Records section start

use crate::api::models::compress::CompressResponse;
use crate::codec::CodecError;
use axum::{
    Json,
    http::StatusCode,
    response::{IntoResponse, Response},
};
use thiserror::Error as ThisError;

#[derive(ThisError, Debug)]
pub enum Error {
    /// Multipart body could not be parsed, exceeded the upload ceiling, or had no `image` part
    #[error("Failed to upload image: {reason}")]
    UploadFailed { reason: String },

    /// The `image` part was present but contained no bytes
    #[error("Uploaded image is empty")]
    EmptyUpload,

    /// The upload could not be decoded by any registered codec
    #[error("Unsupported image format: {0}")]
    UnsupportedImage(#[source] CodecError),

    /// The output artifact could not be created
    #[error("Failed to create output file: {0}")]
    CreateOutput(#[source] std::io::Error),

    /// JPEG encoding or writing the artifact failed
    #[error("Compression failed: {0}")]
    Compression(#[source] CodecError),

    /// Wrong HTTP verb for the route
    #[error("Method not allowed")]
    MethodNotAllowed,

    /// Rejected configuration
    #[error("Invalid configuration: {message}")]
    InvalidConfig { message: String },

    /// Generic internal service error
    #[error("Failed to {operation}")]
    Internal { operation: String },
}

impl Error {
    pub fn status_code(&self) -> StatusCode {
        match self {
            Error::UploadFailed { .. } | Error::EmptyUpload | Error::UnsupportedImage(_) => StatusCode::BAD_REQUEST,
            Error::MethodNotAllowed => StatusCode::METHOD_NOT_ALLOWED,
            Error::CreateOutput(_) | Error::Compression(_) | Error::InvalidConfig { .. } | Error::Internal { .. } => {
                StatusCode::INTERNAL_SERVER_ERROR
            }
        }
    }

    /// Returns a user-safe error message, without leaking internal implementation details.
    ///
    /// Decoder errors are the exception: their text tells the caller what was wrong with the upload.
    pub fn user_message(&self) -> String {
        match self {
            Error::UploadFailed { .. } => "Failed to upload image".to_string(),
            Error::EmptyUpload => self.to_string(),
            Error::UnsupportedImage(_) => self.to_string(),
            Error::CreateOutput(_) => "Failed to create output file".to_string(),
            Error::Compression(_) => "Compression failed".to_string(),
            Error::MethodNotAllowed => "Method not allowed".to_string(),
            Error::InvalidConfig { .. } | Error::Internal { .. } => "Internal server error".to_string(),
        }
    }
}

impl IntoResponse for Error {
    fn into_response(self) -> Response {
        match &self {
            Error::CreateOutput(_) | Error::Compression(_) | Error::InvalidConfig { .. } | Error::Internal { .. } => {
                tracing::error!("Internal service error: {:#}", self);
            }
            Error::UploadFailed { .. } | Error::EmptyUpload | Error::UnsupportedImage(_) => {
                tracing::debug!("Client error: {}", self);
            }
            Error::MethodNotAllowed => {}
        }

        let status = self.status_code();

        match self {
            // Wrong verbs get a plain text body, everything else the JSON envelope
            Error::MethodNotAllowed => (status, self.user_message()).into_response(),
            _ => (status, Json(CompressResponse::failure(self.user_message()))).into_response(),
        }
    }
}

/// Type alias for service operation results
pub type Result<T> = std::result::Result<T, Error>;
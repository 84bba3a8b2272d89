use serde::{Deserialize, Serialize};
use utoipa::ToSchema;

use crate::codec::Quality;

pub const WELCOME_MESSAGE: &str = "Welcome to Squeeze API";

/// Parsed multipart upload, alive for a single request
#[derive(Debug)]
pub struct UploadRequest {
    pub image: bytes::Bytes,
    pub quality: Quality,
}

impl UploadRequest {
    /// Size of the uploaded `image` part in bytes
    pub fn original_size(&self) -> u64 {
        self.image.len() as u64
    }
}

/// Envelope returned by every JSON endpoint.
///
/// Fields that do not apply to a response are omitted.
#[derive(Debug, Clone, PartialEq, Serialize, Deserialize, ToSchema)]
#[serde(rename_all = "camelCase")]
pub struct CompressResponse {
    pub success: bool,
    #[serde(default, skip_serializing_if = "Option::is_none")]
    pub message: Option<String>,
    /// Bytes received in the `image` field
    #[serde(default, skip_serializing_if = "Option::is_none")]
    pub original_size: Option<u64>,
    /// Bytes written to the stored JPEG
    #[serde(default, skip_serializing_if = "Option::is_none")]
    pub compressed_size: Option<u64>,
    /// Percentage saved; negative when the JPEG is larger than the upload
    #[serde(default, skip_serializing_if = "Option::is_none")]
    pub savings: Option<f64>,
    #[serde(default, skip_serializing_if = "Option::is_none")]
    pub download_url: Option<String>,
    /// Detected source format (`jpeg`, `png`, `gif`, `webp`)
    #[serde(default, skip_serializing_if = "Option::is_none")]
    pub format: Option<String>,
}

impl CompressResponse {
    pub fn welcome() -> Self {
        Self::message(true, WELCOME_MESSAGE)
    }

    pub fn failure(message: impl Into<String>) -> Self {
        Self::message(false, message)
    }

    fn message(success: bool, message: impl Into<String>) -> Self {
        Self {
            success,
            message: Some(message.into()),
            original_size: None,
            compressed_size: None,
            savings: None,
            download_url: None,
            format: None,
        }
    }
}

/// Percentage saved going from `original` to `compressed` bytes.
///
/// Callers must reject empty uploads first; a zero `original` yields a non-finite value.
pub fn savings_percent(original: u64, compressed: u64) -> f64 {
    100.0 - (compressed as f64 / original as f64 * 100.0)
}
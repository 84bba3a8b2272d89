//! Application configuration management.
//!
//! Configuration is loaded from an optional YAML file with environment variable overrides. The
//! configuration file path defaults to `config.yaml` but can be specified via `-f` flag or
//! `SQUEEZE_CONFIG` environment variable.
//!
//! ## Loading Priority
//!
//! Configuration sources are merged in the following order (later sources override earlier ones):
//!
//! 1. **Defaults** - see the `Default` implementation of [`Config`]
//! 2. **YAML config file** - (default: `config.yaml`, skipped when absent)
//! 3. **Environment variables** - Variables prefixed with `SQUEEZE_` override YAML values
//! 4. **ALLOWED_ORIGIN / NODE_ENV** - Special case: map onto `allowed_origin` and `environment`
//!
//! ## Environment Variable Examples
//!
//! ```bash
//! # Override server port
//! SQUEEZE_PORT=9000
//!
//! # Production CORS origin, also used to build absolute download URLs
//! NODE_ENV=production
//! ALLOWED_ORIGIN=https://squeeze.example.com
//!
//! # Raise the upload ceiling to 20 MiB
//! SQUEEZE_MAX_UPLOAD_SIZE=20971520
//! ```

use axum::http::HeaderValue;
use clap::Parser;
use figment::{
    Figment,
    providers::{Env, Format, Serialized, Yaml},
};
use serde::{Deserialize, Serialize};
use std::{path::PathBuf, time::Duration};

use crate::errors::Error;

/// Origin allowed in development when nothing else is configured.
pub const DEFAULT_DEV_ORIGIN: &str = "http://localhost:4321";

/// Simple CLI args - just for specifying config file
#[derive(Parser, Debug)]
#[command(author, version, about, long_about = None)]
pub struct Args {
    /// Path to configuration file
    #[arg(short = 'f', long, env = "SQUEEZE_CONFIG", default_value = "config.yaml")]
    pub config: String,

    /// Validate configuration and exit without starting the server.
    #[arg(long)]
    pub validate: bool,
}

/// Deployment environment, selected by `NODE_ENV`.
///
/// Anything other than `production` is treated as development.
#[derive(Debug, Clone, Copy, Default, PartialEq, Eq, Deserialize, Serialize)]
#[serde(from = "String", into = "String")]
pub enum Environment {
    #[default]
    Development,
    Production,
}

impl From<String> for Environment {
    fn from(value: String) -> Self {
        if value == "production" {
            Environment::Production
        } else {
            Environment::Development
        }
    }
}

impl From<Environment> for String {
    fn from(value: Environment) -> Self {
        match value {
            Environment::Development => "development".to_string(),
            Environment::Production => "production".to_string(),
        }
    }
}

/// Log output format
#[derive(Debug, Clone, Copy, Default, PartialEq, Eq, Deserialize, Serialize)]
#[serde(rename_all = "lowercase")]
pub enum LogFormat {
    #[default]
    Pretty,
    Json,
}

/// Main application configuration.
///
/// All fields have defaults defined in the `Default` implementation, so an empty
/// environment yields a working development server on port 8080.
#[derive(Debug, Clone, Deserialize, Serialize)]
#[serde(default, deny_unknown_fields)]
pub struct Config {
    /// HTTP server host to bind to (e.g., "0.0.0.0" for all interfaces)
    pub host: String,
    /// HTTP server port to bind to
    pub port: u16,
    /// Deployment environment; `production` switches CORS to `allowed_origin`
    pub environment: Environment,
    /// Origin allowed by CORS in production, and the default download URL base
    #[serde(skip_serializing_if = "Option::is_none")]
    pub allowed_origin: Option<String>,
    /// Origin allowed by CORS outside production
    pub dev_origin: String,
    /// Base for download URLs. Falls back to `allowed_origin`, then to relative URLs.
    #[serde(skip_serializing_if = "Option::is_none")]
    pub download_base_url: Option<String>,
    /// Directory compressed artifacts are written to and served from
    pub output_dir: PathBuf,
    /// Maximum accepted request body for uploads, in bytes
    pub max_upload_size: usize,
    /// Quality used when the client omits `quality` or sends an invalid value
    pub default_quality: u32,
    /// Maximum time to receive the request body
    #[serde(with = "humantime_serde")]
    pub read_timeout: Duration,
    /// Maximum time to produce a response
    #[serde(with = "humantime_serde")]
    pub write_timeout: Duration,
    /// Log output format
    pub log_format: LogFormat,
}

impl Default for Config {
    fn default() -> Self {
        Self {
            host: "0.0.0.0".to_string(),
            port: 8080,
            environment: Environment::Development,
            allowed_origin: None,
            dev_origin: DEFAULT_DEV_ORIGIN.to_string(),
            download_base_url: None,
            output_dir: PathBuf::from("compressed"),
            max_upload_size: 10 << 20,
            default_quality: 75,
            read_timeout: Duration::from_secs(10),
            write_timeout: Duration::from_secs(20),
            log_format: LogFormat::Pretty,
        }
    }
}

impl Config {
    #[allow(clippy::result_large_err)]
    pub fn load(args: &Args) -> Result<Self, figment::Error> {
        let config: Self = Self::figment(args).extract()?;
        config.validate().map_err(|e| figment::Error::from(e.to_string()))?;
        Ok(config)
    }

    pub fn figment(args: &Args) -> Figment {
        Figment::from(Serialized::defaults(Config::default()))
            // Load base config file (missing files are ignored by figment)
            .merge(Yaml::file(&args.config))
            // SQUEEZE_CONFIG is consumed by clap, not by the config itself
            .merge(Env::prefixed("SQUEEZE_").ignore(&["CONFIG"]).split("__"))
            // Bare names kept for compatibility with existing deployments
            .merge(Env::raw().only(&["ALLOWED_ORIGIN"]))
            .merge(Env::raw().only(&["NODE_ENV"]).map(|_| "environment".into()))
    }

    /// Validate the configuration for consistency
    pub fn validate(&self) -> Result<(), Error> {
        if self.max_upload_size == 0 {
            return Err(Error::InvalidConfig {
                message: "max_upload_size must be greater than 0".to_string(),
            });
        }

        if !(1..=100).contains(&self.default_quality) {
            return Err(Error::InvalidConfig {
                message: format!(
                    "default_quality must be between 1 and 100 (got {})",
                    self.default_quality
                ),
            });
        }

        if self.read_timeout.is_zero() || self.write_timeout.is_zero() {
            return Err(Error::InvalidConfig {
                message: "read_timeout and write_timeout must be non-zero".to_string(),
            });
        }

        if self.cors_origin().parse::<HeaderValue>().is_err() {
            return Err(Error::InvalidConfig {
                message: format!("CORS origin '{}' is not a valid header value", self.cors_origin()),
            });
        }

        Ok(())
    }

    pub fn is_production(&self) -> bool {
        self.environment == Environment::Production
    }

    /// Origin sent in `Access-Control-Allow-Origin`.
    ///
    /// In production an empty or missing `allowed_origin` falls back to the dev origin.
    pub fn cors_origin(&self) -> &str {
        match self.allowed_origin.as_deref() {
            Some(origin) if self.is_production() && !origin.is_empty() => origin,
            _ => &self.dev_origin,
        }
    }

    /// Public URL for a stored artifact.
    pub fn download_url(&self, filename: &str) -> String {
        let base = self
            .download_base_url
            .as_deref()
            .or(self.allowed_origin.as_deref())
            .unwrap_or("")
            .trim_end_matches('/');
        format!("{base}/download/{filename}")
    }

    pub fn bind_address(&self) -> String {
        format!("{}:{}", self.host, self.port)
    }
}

Records section end

■ Task to carry out: Identify every line above that includes the word "derive", and show those lines.

■ Exercise output:
#[derive(ThisError, Debug)]
#[derive(Debug)]
#[derive(Debug, Clone, PartialEq, Serialize, Deserialize, ToSchema)]
#[derive(Parser, Debug)]
#[derive(Debug, Clone, Copy, Default, PartialEq, Eq, Deserialize, Serialize)]
#[derive(Debug, Clone, Copy, Default, PartialEq, Eq, Deserialize, Serialize)]
#[derive(Debug, Clone, Deserialize, Serialize)]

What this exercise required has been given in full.